Highs or Lows Considered
One way to build a daily Point and Figure chart is to use the high or the low as they are seen at the end of the trading day, or the close price. The first approach is also called the Cohen method, as he was the first one to stop using the tick data and to interpret bigger timeframes.
 
This was a good approach in the middle of the last century, but nowadays computers are offering the possibility to plot charts based on every minute’s data and are even more in-depth. Tick charts were suddenly popular again.
 
Trend Lines
One of the newest approaches to treating Point and Figure charts is to use them as classical charts. This means that a concept like a trend line can be used effectively with this approach as well.
 
It will offer even more powerful support and resistance levels, not to mention that channeling in a Point and Figure pattern is a strong trading environment.
 
There are two ways to draw a trend line. The classical one is to connect higher lows in an uptrend and lower highs in a downtrend. As explained above, the resulting support and resistance levels are stronger in the case of a Point and Figure chart than in the case of a candlestick or a bar chart.
 
Another way is to use Gann angles to define the angle of the trend line to be drawn. It is being said that Gann believed that each financial product moves based on a specific angle.
 
In the case of the Forex market, following Gann’s guidelines, every currency pair should have an angle of its own. Gann defined the angles as 1×1 (the most important one), 1×2, 1×4, etc.
 
The 1×1 angle is the 45-degree angle, and this angle can be successfully used on Point and Figure charts to find out the breaking of support and resistance levels.
 
Other Approaches
Other approaches call for similarities between trading the thrust of a classical contracting triangle with finding a specific target for a Point and Figure chart. In time, patterns using Point and Figure analysis were used to derive a target just as one is calculating a target based on the measured move of a reversal or continuation pattern in the classical technical analysis.

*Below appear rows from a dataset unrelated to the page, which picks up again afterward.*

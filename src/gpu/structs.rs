#[cfg(feature = "hikari-serde")]
use serde::{Deserialize, Serialize};

#[derive(Hash, Clone, Copy, Debug, PartialEq, Eq, Default)]
#[cfg_attr(feature = "hikari-serde", derive(Serialize, Deserialize))]
pub enum MemoryVisibility {
    #[default]
    Gpu,
    CpuAndGpu,
}

#[derive(Hash, Clone, Copy, Debug, PartialEq, Eq, Default)]
#[cfg_attr(feature = "hikari-serde", derive(Serialize, Deserialize))]
pub enum BufferUsage {
    ALL,
    VERTEX,
    INDEX,
    #[default]
    UNIFORM,
    STORAGE,
    TEXEL,
}

#[derive(Hash, Clone, Copy, Debug, PartialEq, Eq, Default)]
#[cfg_attr(feature = "hikari-serde", derive(Serialize, Deserialize))]
pub enum Format {
    R8Sint,
    R8Uint,
    RG8,
    RGB8,
    BGRA8,
    BGRA8Unorm,
    #[default]
    RGBA8,
    RGBA8Unorm,
    RGBA16F,
    RGBA32F,
    D24S8,
    D32F,
    BC1RgbaUnorm,
    BC3RgbaUnorm,
    Etc2Rgb8,
}

impl Format {
    /// Bytes per texel for uncompressed formats.
    pub fn bytes_per_pixel(&self) -> Option<u32> {
        match self {
            Format::R8Sint | Format::R8Uint => Some(1),
            Format::RG8 => Some(2),
            Format::RGB8 => Some(3),
            Format::BGRA8
            | Format::BGRA8Unorm
            | Format::RGBA8
            | Format::RGBA8Unorm
            | Format::D24S8
            | Format::D32F => Some(4),
            Format::RGBA16F => Some(8),
            Format::RGBA32F => Some(16),
            Format::BC1RgbaUnorm | Format::BC3RgbaUnorm | Format::Etc2Rgb8 => None,
        }
    }

    pub fn is_compressed(&self) -> bool {
        self.bytes_per_pixel().is_none()
    }

    /// Bytes per 4x4 block for block-compressed formats.
    fn block_size(&self) -> u64 {
        match self {
            Format::BC3RgbaUnorm => 16,
            _ => 8,
        }
    }

    /// Byte footprint of a `width` x `height` surface in this format.
    pub fn data_size(&self, width: u32, height: u32) -> u64 {
        match self.bytes_per_pixel() {
            Some(bpp) => width as u64 * height as u64 * bpp as u64,
            None => {
                let blocks_x = (width as u64).div_ceil(4);
                let blocks_y = (height as u64).div_ceil(4);
                blocks_x * blocks_y * self.block_size()
            }
        }
    }
}

#[derive(Hash, Clone, Copy, Debug, PartialEq, Eq, Default)]
#[cfg_attr(feature = "hikari-serde", derive(Serialize, Deserialize))]
pub enum ImageType {
    #[default]
    Image2D,
    Image2DArray,
    Image3D,
    Cube,
}

/// Faces of a cube image in layer order.
#[derive(Hash, Clone, Copy, Debug, PartialEq, Eq)]
#[cfg_attr(feature = "hikari-serde", derive(Serialize, Deserialize))]
pub enum CubeFace {
    PositiveX,
    NegativeX,
    PositiveY,
    NegativeY,
    PositiveZ,
    NegativeZ,
}

impl CubeFace {
    pub const ALL: [CubeFace; 6] = [
        CubeFace::PositiveX,
        CubeFace::NegativeX,
        CubeFace::PositiveY,
        CubeFace::NegativeY,
        CubeFace::PositiveZ,
        CubeFace::NegativeZ,
    ];

    pub fn from_layer(layer: u32) -> Option<CubeFace> {
        Self::ALL.get(layer as usize).copied()
    }

    pub fn layer(&self) -> u32 {
        *self as u32
    }
}

/// Layout an image is in while bound.
#[derive(Hash, Clone, Copy, Debug, PartialEq, Eq, Default)]
#[cfg_attr(feature = "hikari-serde", derive(Serialize, Deserialize))]
pub enum ImageLayout {
    Undefined,
    #[default]
    General,
    ColorAttachmentOptimal,
    DepthStencilAttachmentOptimal,
    DepthStencilReadOnlyOptimal,
    ShaderReadOnlyOptimal,
    TransferSrcOptimal,
    TransferDstOptimal,
    Preinitialized,
    PresentSrc,
}

#[derive(Debug, Hash, Default, Clone, Copy, PartialEq, Eq)]
#[cfg_attr(feature = "hikari-serde", derive(Serialize, Deserialize))]
pub struct Extent {
    pub width: u32,
    pub height: u32,
}

#[derive(Debug, Hash, Default, Clone, Copy, PartialEq, Eq)]
#[cfg_attr(feature = "hikari-serde", derive(Serialize, Deserialize))]
pub struct Rect2D {
    pub x: u32,
    pub y: u32,
    pub w: u32,
    pub h: u32,
}

impl Rect2D {
    pub fn from_extent(extent: Extent) -> Self {
        Self {
            x: 0,
            y: 0,
            w: extent.width,
            h: extent.height,
        }
    }

    pub fn fits_in(&self, extent: Extent) -> bool {
        self.x as u64 + self.w as u64 <= extent.width as u64
            && self.y as u64 + self.h as u64 <= extent.height as u64
    }
}

/// A (base layer, layer count, mip level) selection into an image.
#[derive(Debug, Hash, Clone, Copy, PartialEq, Eq)]
#[cfg_attr(feature = "hikari-serde", derive(Serialize, Deserialize))]
pub struct LayerRange {
    pub base_layer: u32,
    pub layer_count: u32,
    pub mip_level: u32,
}

impl Default for LayerRange {
    fn default() -> Self {
        Self {
            base_layer: 0,
            layer_count: 1,
            mip_level: 0,
        }
    }
}

impl LayerRange {
    pub fn layer(base_layer: u32, mip_level: u32) -> Self {
        Self {
            base_layer,
            layer_count: 1,
            mip_level,
        }
    }
}

/// Fixed creation parameters of an image.
#[derive(Debug, Hash, Clone, Copy, PartialEq, Eq)]
#[cfg_attr(feature = "hikari-serde", derive(Serialize, Deserialize))]
pub struct ImageParams {
    pub ty: ImageType,
    pub format: Format,
    pub dim: [u32; 3],
    pub mip_levels: u32,
    pub layers: u32,
}

impl ImageParams {
    /// Number of addressable layers: six for cubes, the array size for arrays.
    pub fn layer_extent(&self) -> u32 {
        match self.ty {
            ImageType::Image2D | ImageType::Image3D => 1,
            ImageType::Image2DArray => self.layers,
            ImageType::Cube => 6,
        }
    }

    pub fn mip_extent(&self, mip_level: u32) -> Extent {
        let shift = mip_level.min(31);
        Extent {
            width: (self.dim[0] >> shift).max(1),
            height: (self.dim[1] >> shift).max(1),
        }
    }

    pub fn entire_range(&self) -> LayerRange {
        LayerRange {
            base_layer: 0,
            layer_count: self.layer_extent(),
            mip_level: 0,
        }
    }
}

pub struct ImageInfo<'a> {
    pub debug_name: &'a str,
    pub ty: ImageType,
    pub dim: [u32; 3],
    pub layers: u32,
    pub format: Format,
    pub mip_levels: u32,
}

impl<'a> ImageInfo<'a> {
    pub fn params(&self) -> ImageParams {
        ImageParams {
            ty: self.ty,
            format: self.format,
            dim: self.dim,
            mip_levels: self.mip_levels,
            layers: self.layers,
        }
    }
}

impl<'a> Default for ImageInfo<'a> {
    fn default() -> Self {
        Self {
            debug_name: "",
            ty: ImageType::Image2D,
            dim: [1280, 1024, 1],
            layers: 1,
            format: Format::RGBA8,
            mip_levels: 1,
        }
    }
}

#[derive(Hash, Clone, Copy, Debug)]
pub struct BufferInfo<'a> {
    pub debug_name: &'a str,
    pub byte_size: u64,
    pub visibility: MemoryVisibility,
    pub usage: BufferUsage,
}

impl<'a> Default for BufferInfo<'a> {
    fn default() -> Self {
        Self {
            debug_name: "",
            byte_size: 1024,
            visibility: MemoryVisibility::CpuAndGpu,
            usage: BufferUsage::UNIFORM,
        }
    }
}

#[derive(Debug, Clone, Copy, PartialEq, Eq, Hash)]
#[cfg_attr(feature = "hikari-serde", derive(Serialize, Deserialize))]
pub enum Filter {
    Nearest,
    Linear,
}

#[derive(Debug, Clone, Copy, PartialEq, Eq, Hash)]
#[cfg_attr(feature = "hikari-serde", derive(Serialize, Deserialize))]
pub enum SamplerAddressMode {
    Repeat,
    MirroredRepeat,
    ClampToEdge,
    ClampToBorder,
}

#[derive(Debug, Clone, Copy, PartialEq, Eq, Hash)]
#[cfg_attr(feature = "hikari-serde", derive(Serialize, Deserialize))]
pub enum SamplerMipmapMode {
    Nearest,
    Linear,
}

#[derive(Debug, Clone, Copy, PartialEq, Eq, Hash)]
#[cfg_attr(feature = "hikari-serde", derive(Serialize, Deserialize))]
pub enum BorderColor {
    OpaqueBlack,
    OpaqueWhite,
    TransparentBlack,
}

#[derive(Debug, Clone, Copy, PartialEq)]
#[cfg_attr(feature = "hikari-serde", derive(Serialize, Deserialize))]
pub struct SamplerInfo {
    pub mag_filter: Filter,
    pub min_filter: Filter,
    pub address_mode_u: SamplerAddressMode,
    pub address_mode_v: SamplerAddressMode,
    pub address_mode_w: SamplerAddressMode,
    pub anisotropy_enable: bool,
    pub max_anisotropy: f32,
    pub border_color: BorderColor,
    pub unnormalized_coordinates: bool,
    pub compare_enable: bool,
    pub mipmap_mode: SamplerMipmapMode,
}

impl Default for SamplerInfo {
    fn default() -> Self {
        SamplerInfo {
            mag_filter: Filter::Linear,
            min_filter: Filter::Linear,
            address_mode_u: SamplerAddressMode::Repeat,
            address_mode_v: SamplerAddressMode::Repeat,
            address_mode_w: SamplerAddressMode::Repeat,
            anisotropy_enable: false,
            max_anisotropy: 1.0,
            border_color: BorderColor::OpaqueBlack,
            unnormalized_coordinates: false,
            compare_enable: false,
            mipmap_mode: SamplerMipmapMode::Linear,
        }
    }
}

#[derive(Debug, Clone)]
pub struct ContextInfo<'a> {
    pub debug_name: &'a str,
}

impl<'a> Default for ContextInfo<'a> {
    fn default() -> Self {
        Self { debug_name: "hikari" }
    }
}

/// Sizing of an [`OffsetHeap`](crate::gpu::OffsetHeap).
#[derive(Debug, Clone, Copy)]
pub struct HeapInfo<'a> {
    pub debug_name: &'a str,
    pub byte_size: u32,
    pub max_allocations: u32,
}

impl<'a> Default for HeapInfo<'a> {
    fn default() -> Self {
        Self {
            debug_name: "",
            byte_size: 64 * 1024 * 1024,
            max_allocations: 1024,
        }
    }
}
use crate::{types::SignError, Correlator, SignedResult};
use log::{debug, info, warn};
use serde::{Deserialize, Serialize};
use trust_protocol::TrustError;

/// An inbound URL-open event forwarded by the host application.
#[derive(Debug, Clone, PartialEq, Eq, Serialize, Deserialize)]
pub struct CallbackEvent {
    pub url: String,
}

impl CallbackEvent {
    pub fn new(url: impl Into<String>) -> Self {
        Self { url: url.into() }
    }
}

/// Settles the pending request named by the callback. Returns false when the
/// event was dropped: unparseable, or no request with that id is pending
/// (already settled, evicted, or never issued here).
pub fn handle_callback<O>(correlator: &mut Correlator<O>, event: &CallbackEvent) -> bool {
    let result = match correlator.codec.parse_url(&event.url) {
        Ok(result) => result,
        Err(e) => {
            warn!("dropping unparseable callback {}: {}", event.url, e);
            return false;
        }
    };

    let pending = match correlator.pending.remove(&result.id) {
        Some(pending) => pending,
        None => {
            debug!("no pending request for callback id {:?}", result.id);
            return false;
        }
    };

    if let Some(command) = result.command {
        if command != pending.command {
            warn!(
                "callback for {} named {} but request was {}",
                result.id, command, pending.command
            );
        }
    }

    let outcome = if result.is_success() {
        info!("request {} signed", result.id);
        Ok(SignedResult::new(result.result))
    } else {
        let code = result
            .error_code()
            .unwrap_or_else(|| TrustError::Unknown.code());
        info!("request {} rejected by wallet with code {}", result.id, code);
        Err(SignError::Rejected { code })
    };

    if pending.sender.send(outcome).is_err() {
        debug!("caller for request {} is no longer waiting", result.id);
    }
    true
}
use async_trait::async_trait;

#[derive(Debug, thiserror::Error)]
pub enum OpenError {
    #[error("no application handles url: {0}")]
    NoHandler(String),
    #[error("failed to open url: {0}")]
    Failed(String),
}

/// The host platform's ability to hand a URL to another application.
#[async_trait]
pub trait UrlOpener {
    async fn open_url(&self, url: &str) -> Result<(), OpenError>;

    async fn can_open_url(&self, url: &str) -> bool;
}
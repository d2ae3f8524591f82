use crate::command::TrustCommand;
use crate::error::{ParseError, TrustError};
use crate::payload::SignPayload;
use serde::{Deserialize, Serialize};

pub const TRUST_SCHEME: &str = "trust://";

/// What the wallet handed back on a callback URL.
#[derive(Debug, Clone, PartialEq, Eq, Serialize, Deserialize)]
pub struct CallbackResult {
    pub id: String,
    pub result: String,
    /// Raw `error` value; `"0"` when the wallet sent none.
    pub error: String,
    /// Command named by the callback path, when recognised.
    pub command: Option<TrustCommand>,
}

impl CallbackResult {
    /// The error as a number. `None` when the wallet sent something
    /// non-numeric.
    pub fn error_code(&self) -> Option<i64> {
        self.error.trim().parse().ok()
    }

    pub fn is_success(&self) -> bool {
        self.error_code() == Some(TrustError::None.code())
    }
}

/// Builds outbound wallet URLs and parses the callback URLs coming back.
#[derive(Debug, Clone)]
pub struct Codec {
    scheme: String,
}

impl Default for Codec {
    fn default() -> Self {
        Self::new(TRUST_SCHEME)
    }
}

impl Codec {
    pub fn new(scheme: impl Into<String>) -> Self {
        Self {
            scheme: scheme.into(),
        }
    }

    pub fn scheme(&self) -> &str {
        &self.scheme
    }

    pub fn build_url(&self, payload: &SignPayload) -> String {
        format!(
            "{}{}?{}",
            self.scheme,
            payload.command().identifier(),
            payload.to_query()
        )
    }

    /// Parses `<scheme><command>?id=..&result=..&error=..`.
    ///
    /// Missing fields fall back to an empty id, an empty result and the
    /// `none` error code. Only undecodable percent-escapes fail.
    pub fn parse_url(&self, url: &str) -> Result<CallbackResult, ParseError> {
        let url = url.split('#').next().unwrap_or_default();
        let (path, query) = match url.split_once('?') {
            Some((path, query)) => (path, query),
            None => (url, ""),
        };

        let command = path
            .trim_end_matches('/')
            .rsplit('/')
            .next()
            .and_then(TrustCommand::from_identifier);

        let mut id = None;
        let mut result = None;
        let mut error = None;

        for pair in query.split('&').filter(|pair| !pair.is_empty()) {
            let (key, value) = pair.split_once('=').unwrap_or((pair, ""));
            let slot = match decode(key)?.as_str() {
                "id" => &mut id,
                "result" => &mut result,
                "error" => &mut error,
                _ => continue,
            };
            if slot.is_none() {
                *slot = Some(decode(value)?);
            }
        }

        Ok(CallbackResult {
            id: id.unwrap_or_default(),
            result: result.unwrap_or_default(),
            error: error.unwrap_or_else(|| TrustError::None.code().to_string()),
            command,
        })
    }
}

fn decode(component: &str) -> Result<String, ParseError> {
    urlencoding::decode(component)
        .map(|decoded| decoded.into_owned())
        .map_err(|_| ParseError::InvalidEncoding(component.to_string()))
}
use serde::{Deserialize, Serialize};

const SIGN_MESSAGE: &str = "sign-message";
const SIGN_PERSONAL_MESSAGE: &str = "sign-personal-message";
const SIGN_TRANSACTION: &str = "sign-transaction";

/// The signing operations the wallet understands.
///
/// The identifier is used both as the host of the outbound `trust://` URL and
/// as the path segment of the callback URL the wallet opens when it is done.
#[derive(Debug, Clone, Copy, PartialEq, Eq, Hash, Serialize, Deserialize)]
#[serde(rename_all = "kebab-case")]
pub enum TrustCommand {
    SignMessage,
    SignPersonalMessage,
    SignTransaction,
}

impl TrustCommand {
    pub fn identifier(self) -> &'static str {
        match self {
            TrustCommand::SignMessage => SIGN_MESSAGE,
            TrustCommand::SignPersonalMessage => SIGN_PERSONAL_MESSAGE,
            TrustCommand::SignTransaction => SIGN_TRANSACTION,
        }
    }

    pub fn from_identifier(identifier: &str) -> Option<Self> {
        match identifier {
            SIGN_MESSAGE => Some(TrustCommand::SignMessage),
            SIGN_PERSONAL_MESSAGE => Some(TrustCommand::SignPersonalMessage),
            SIGN_TRANSACTION => Some(TrustCommand::SignTransaction),
            _ => None,
        }
    }

    pub fn is_message(self) -> bool {
        match self {
            TrustCommand::SignMessage | TrustCommand::SignPersonalMessage => true,
            TrustCommand::SignTransaction => false,
        }
    }

    /// Prefix for request ids generated for this command.
    pub fn id_prefix(self) -> &'static str {
        match self {
            TrustCommand::SignMessage | TrustCommand::SignPersonalMessage => "msg",
            TrustCommand::SignTransaction => "tx",
        }
    }

    /// Builds `<scheme><identifier>?id=<id>`, the URL the wallet calls back on.
    pub fn callback_url(self, scheme: &str, id: &str) -> String {
        format!("{}{}?id={}", scheme, self.identifier(), id)
    }
}

impl std::fmt::Display for TrustCommand {
    fn fmt(&self, f: &mut std::fmt::Formatter<'_>) -> std::fmt::Result {
        f.write_str(self.identifier())
    }
}
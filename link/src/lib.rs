pub use event::CallbackEvent;
use futures::FutureExt;
use log::{debug, error, info};
use std::collections::HashMap;
use std::future::Future;
use std::pin::Pin;
use std::task::{Context, Poll};
use tokio::sync::mpsc::{self, UnboundedReceiver, UnboundedSender};
use tokio::sync::oneshot;
use trust_protocol::{Codec, MessagePayload, SignPayload, TransactionPayload, TrustCommand};

pub use traits::{OpenError, UrlOpener};
pub use types::{CleanupPolicy, CorrelatorConfig, SignError, SignedResult};

pub mod event;
pub mod traits;
pub mod types;

type Outcome = Result<SignedResult, SignError>;

struct PendingRequest {
    command: TrustCommand,
    sender: oneshot::Sender<Outcome>,
}

/// Matches wallet callbacks to the sign requests that caused them.
pub struct Correlator<O> {
    opener: O,
    config: CorrelatorConfig,
    codec: Codec,
    pending: HashMap<String, PendingRequest>,
    sequence: u64,
}

impl<O> Correlator<O> {
    pub fn new(opener: O, config: CorrelatorConfig) -> Self {
        let codec = Codec::new(config.outbound_scheme.clone());
        Correlator {
            opener,
            config,
            codec,
            pending: HashMap::default(),
            sequence: 0,
        }
    }

    pub fn config(&self) -> &CorrelatorConfig {
        &self.config
    }

    pub fn pending_count(&self) -> usize {
        self.pending.len()
    }

    pub fn is_pending(&self, id: &str) -> bool {
        self.pending.contains_key(id)
    }

    pub fn handle_callback(&mut self, event: &CallbackEvent) -> bool {
        event::handle_callback(self, event)
    }

    /// Forgets one pending request, e.g. after the caller gave up waiting on
    /// it. Its awaitable never settles.
    pub fn evict(&mut self, id: &str) -> bool {
        let removed = self.pending.remove(id).is_some();
        if removed {
            debug!("evicted pending request {}", id);
        }
        removed
    }

    /// Drops every pending request according to the configured policy and
    /// returns how many there were.
    pub fn cleanup(&mut self) -> usize {
        let count = self.pending.len();
        match self.config.cleanup_policy {
            CleanupPolicy::Abandon => self.pending.clear(),
            CleanupPolicy::Reject => {
                for (_, pending) in self.pending.drain() {
                    let _ = pending.sender.send(Err(SignError::Abandoned));
                }
            }
        }
        info!("cleaned up {} pending requests", count);
        count
    }

    fn next_id(&mut self, command: TrustCommand) -> String {
        self.sequence += 1;
        format!(
            "{}_{}_{}",
            command.id_prefix(),
            chrono::Utc::now().timestamp_millis(),
            self.sequence
        )
    }
}

impl<O> Correlator<O>
where
    O: UrlOpener,
{
    pub async fn sign_message(&mut self, payload: MessagePayload) -> Result<PendingSign, SignError> {
        self.sign(payload.into()).await
    }

    pub async fn sign_personal_message(
        &mut self,
        payload: MessagePayload,
    ) -> Result<PendingSign, SignError> {
        self.sign(payload.personal().into()).await
    }

    pub async fn sign_transaction(
        &mut self,
        payload: TransactionPayload,
    ) -> Result<PendingSign, SignError> {
        self.sign(payload.into()).await
    }

    /// Launches the wallet for `payload`. The returned future settles once the
    /// matching callback is handled.
    pub async fn sign(&mut self, payload: SignPayload) -> Result<PendingSign, SignError> {
        if self.config.check_installed && !self.installed().await {
            return Err(SignError::NotInstalled);
        }

        let command = payload.command();
        let id = match payload.id().filter(|id| !id.is_empty()) {
            Some(id) => id.to_string(),
            None => self.next_id(command),
        };
        if self.pending.contains_key(&id) {
            return Err(SignError::DuplicateId(id));
        }

        let mut payload = payload.with_id(id.clone());
        if payload.callback_scheme().is_none() {
            if let Some(scheme) = &self.config.callback_scheme {
                payload = payload.with_callback_scheme(scheme.clone());
            }
        }
        let url = self.codec.build_url(&payload);

        // registered before launching so a fast callback cannot miss it
        let (sender, receiver) = oneshot::channel();
        self.pending
            .insert(id.clone(), PendingRequest { command, sender });
        debug!("opening {} for request {}", url, id);

        if let Err(e) = self.opener.open_url(&url).await {
            error!("failed to launch wallet for request {}: {}", id, e);
            self.pending.remove(&id);
            return Err(e.into());
        }

        Ok(PendingSign {
            id,
            receiver: Some(receiver),
        })
    }

    pub async fn installed(&self) -> bool {
        self.opener.can_open_url(self.codec.scheme()).await
    }
}

impl<O> Correlator<O>
where
    O: UrlOpener + Send + Sync + 'static,
{
    /// Moves the correlator onto its own task, fed by `events` (inbound URL
    /// opens) and by the returned handler.
    pub fn run(mut self, mut events: UnboundedReceiver<CallbackEvent>) -> Handler {
        let (tx, mut rx) = mpsc::unbounded_channel::<Request>();

        tokio::spawn(async move {
            loop {
                tokio::select! {
                    Some(event) = events.recv() => {
                        self.handle_callback(&event);
                    },
                    request = rx.recv() => match request {
                        Some(request) => self.handle_request(request).await,
                        None => {
                            debug!("all handlers dropped, stopping correlator");
                            break;
                        }
                    },
                }
            }
        });

        Handler::new(tx)
    }

    async fn handle_request(&mut self, request: Request) {
        // a dropped reply just means the caller stopped waiting
        match request {
            Request::Sign { payload, reply } => {
                let _ = reply.send(self.sign(payload).await);
            }
            Request::Installed { reply } => {
                let _ = reply.send(self.installed().await);
            }
            Request::Evict { id, reply } => {
                let _ = reply.send(self.evict(&id));
            }
            Request::Cleanup { reply } => {
                let _ = reply.send(self.cleanup());
            }
        }
    }
}

/// Awaitable for one outstanding request.
///
/// If the correlator drops the request without settling it (eviction,
/// abandoning cleanup, or the correlator itself going away) this future stays
/// pending forever.
#[derive(Debug)]
pub struct PendingSign {
    id: String,
    // `None` once the sender is gone; a closed receiver must not be polled again
    receiver: Option<oneshot::Receiver<Outcome>>,
}

impl PendingSign {
    pub fn id(&self) -> &str {
        &self.id
    }
}

impl Future for PendingSign {
    type Output = Outcome;

    fn poll(mut self: Pin<&mut Self>, cx: &mut Context<'_>) -> Poll<Self::Output> {
        let receiver = match self.receiver.as_mut() {
            Some(receiver) => receiver,
            None => return Poll::Pending,
        };
        match receiver.poll_unpin(cx) {
            Poll::Ready(Ok(outcome)) => {
                self.receiver = None;
                Poll::Ready(outcome)
            }
            Poll::Ready(Err(_)) => {
                self.receiver = None;
                Poll::Pending
            }
            Poll::Pending => Poll::Pending,
        }
    }
}

#[derive(Debug)]
enum Request {
    Sign {
        payload: SignPayload,
        reply: oneshot::Sender<Result<PendingSign, SignError>>,
    },
    Installed {
        reply: oneshot::Sender<bool>,
    },
    Evict {
        id: String,
        reply: oneshot::Sender<bool>,
    },
    Cleanup {
        reply: oneshot::Sender<usize>,
    },
}

/// Cloneable access to a correlator running on its own task.
#[derive(Debug, Clone)]
pub struct Handler {
    tx: UnboundedSender<Request>,
}

impl Handler {
    fn new(tx: UnboundedSender<Request>) -> Self {
        Self { tx }
    }

    pub async fn sign_message(&self, payload: MessagePayload) -> Result<PendingSign, SignError> {
        self.sign(payload.into()).await
    }

    pub async fn sign_personal_message(
        &self,
        payload: MessagePayload,
    ) -> Result<PendingSign, SignError> {
        self.sign(payload.personal().into()).await
    }

    pub async fn sign_transaction(
        &self,
        payload: TransactionPayload,
    ) -> Result<PendingSign, SignError> {
        self.sign(payload.into()).await
    }

    /// Resolves once the wallet has been launched. The request is registered
    /// by then, so callbacks forwarded afterwards always find it; the
    /// returned future carries the id to `evict` it by.
    pub async fn sign(&self, payload: SignPayload) -> Result<PendingSign, SignError> {
        self.call(|reply| Request::Sign { payload, reply }).await?
    }

    pub async fn installed(&self) -> Result<bool, SignError> {
        self.call(|reply| Request::Installed { reply }).await
    }

    pub async fn evict(&self, id: impl Into<String>) -> Result<bool, SignError> {
        let id = id.into();
        self.call(|reply| Request::Evict { id, reply }).await
    }

    pub async fn cleanup(&self) -> Result<usize, SignError> {
        self.call(|reply| Request::Cleanup { reply }).await
    }

    async fn call<T>(
        &self,
        request: impl FnOnce(oneshot::Sender<T>) -> Request,
    ) -> Result<T, SignError> {
        let (reply, rx) = oneshot::channel();
        self.tx
            .send(request(reply))
            .map_err(|_| SignError::Closed)?;
        rx.await.map_err(|_| SignError::Closed)
    }
}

These days there is software designed to automatically transform the values of a chart into a Point and Figure one and traders must look only for reversal patterns (one box, three-box or five-box reversal patterns).
 
Like with any trading theory, there is a lot of room for improvement in the way the Point and Figure are interpreted. What needs to be understood is the fact that it is a more powerful approach for finding strong support and resistance areas than any other theories that exist today.